#### YOUR ASSIGNMENT
Find each line of the material below in which the word "impl" occurs, and return it.

#### SUPPLIED RECORDS
________

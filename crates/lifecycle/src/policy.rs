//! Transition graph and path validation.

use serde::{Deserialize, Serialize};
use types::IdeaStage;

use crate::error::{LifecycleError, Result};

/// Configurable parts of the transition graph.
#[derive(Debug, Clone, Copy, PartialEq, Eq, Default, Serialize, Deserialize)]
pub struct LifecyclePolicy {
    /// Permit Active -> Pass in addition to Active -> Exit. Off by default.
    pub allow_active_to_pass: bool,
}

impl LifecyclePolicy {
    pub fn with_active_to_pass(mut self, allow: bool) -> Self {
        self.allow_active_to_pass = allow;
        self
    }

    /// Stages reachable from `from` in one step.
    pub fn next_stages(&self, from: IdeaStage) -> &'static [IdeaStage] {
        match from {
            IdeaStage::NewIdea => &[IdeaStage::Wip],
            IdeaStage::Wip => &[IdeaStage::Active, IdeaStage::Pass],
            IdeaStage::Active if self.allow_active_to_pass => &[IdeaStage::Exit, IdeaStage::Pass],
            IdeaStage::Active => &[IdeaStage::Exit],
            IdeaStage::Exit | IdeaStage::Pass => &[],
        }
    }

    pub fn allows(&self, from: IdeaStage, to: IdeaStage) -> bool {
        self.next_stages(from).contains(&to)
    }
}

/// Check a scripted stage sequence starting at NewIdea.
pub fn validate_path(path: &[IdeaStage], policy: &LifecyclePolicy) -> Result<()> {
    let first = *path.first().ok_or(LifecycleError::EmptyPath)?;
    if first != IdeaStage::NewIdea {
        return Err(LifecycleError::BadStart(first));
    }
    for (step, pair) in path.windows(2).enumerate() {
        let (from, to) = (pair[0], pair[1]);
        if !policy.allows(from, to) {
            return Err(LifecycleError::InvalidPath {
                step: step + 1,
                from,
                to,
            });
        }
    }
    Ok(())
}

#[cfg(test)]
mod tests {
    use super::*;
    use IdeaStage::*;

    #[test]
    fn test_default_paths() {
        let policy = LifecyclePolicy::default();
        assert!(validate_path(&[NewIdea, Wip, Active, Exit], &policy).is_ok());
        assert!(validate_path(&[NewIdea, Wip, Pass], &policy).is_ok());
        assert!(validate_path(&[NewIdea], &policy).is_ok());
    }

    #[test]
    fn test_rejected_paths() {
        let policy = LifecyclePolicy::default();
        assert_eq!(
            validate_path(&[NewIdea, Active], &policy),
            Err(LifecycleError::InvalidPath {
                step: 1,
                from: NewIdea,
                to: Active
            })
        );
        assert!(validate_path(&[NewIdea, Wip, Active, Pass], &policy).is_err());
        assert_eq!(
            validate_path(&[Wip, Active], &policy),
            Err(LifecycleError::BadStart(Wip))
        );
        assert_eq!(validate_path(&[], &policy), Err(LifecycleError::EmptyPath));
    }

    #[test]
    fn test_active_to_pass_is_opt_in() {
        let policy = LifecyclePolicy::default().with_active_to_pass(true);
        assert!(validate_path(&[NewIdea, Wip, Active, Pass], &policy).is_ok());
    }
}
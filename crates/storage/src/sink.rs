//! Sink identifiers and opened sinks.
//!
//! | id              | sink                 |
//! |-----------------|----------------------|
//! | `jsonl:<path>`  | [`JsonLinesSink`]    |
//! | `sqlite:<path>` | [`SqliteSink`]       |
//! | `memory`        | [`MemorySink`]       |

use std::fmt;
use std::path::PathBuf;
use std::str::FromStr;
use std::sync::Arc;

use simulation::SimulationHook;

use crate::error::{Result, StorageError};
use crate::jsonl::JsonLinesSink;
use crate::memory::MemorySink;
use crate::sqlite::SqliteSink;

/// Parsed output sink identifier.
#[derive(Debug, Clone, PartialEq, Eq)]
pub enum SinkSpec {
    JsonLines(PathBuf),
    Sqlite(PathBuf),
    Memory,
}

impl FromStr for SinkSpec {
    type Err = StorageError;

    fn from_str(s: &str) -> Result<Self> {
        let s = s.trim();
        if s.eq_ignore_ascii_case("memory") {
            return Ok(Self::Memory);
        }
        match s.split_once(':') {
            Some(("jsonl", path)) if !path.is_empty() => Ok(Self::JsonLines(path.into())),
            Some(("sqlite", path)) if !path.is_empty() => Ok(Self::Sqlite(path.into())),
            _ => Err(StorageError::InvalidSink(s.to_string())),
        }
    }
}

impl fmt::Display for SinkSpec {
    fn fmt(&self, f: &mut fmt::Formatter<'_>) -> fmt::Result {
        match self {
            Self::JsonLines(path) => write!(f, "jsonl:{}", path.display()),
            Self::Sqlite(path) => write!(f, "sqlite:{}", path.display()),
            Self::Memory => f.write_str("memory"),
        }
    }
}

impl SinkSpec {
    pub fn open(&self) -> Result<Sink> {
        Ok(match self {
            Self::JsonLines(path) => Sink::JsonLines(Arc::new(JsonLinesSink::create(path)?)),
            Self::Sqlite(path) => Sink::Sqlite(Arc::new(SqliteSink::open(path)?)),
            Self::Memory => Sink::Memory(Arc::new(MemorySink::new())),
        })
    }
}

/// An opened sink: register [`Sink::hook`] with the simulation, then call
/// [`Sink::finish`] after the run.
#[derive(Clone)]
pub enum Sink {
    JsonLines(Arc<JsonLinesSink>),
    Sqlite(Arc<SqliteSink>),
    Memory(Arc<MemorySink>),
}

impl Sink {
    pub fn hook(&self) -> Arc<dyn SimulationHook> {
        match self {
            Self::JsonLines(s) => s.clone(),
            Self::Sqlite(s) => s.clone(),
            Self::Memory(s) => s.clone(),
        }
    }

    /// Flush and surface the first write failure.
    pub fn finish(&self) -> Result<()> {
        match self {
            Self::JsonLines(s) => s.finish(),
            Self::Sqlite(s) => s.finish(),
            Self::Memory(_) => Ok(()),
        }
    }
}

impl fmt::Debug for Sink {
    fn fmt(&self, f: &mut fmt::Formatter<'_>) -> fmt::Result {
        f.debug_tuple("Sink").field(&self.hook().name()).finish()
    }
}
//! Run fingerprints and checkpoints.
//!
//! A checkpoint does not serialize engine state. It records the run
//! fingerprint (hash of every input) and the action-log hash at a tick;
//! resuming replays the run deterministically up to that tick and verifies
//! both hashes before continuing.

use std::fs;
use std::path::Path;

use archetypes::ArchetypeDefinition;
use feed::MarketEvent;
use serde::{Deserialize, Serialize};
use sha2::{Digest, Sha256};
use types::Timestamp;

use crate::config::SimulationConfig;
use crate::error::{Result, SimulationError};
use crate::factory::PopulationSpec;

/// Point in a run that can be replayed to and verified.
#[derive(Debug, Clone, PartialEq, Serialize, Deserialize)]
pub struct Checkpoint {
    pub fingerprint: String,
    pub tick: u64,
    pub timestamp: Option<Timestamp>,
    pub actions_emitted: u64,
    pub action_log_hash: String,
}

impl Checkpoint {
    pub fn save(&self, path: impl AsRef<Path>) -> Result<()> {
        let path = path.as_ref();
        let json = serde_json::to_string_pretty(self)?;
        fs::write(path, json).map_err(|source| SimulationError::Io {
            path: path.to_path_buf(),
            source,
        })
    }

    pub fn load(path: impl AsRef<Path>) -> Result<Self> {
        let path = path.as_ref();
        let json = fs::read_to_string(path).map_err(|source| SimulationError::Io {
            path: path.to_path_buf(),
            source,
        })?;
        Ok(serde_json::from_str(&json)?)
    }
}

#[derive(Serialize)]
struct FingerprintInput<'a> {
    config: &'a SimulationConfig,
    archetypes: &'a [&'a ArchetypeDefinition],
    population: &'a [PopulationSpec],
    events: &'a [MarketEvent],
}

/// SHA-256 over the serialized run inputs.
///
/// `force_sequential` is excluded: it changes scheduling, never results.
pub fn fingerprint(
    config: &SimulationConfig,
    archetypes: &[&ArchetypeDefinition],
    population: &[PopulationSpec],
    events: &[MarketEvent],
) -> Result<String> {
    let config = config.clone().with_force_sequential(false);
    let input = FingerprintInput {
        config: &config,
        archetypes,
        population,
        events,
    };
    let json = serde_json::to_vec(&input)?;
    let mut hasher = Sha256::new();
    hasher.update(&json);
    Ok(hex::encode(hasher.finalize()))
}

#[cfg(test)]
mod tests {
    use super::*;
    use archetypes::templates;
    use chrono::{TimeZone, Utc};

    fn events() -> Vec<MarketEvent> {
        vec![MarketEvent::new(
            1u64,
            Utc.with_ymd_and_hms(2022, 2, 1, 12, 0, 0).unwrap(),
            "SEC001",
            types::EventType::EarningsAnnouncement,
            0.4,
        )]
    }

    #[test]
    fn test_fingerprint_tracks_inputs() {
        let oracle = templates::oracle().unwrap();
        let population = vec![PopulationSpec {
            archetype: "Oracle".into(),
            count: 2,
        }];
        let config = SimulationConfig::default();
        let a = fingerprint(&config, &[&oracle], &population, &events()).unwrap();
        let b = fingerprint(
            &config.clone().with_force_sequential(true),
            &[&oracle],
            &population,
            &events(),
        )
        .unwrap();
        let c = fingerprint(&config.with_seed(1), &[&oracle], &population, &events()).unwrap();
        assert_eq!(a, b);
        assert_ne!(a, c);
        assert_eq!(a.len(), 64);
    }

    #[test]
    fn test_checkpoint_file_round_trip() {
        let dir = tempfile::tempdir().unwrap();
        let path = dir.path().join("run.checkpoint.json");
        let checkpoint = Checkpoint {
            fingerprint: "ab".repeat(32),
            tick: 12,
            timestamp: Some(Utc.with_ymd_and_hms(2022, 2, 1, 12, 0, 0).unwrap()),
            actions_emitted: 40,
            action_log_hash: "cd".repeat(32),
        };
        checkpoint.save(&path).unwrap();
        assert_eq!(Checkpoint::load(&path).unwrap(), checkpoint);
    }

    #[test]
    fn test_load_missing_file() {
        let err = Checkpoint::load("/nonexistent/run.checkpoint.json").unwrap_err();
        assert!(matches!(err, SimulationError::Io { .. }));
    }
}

________

#### ANSWER BOX
impl LifecyclePolicy {
impl FromStr for SinkSpec {
impl fmt::Display for SinkSpec {
impl SinkSpec {
impl Sink {
impl fmt::Debug for Sink {
impl Checkpoint {
    pub fn save(&self, path: impl AsRef<Path>) -> Result<()> {
    pub fn load(path: impl AsRef<Path>) -> Result<Self> {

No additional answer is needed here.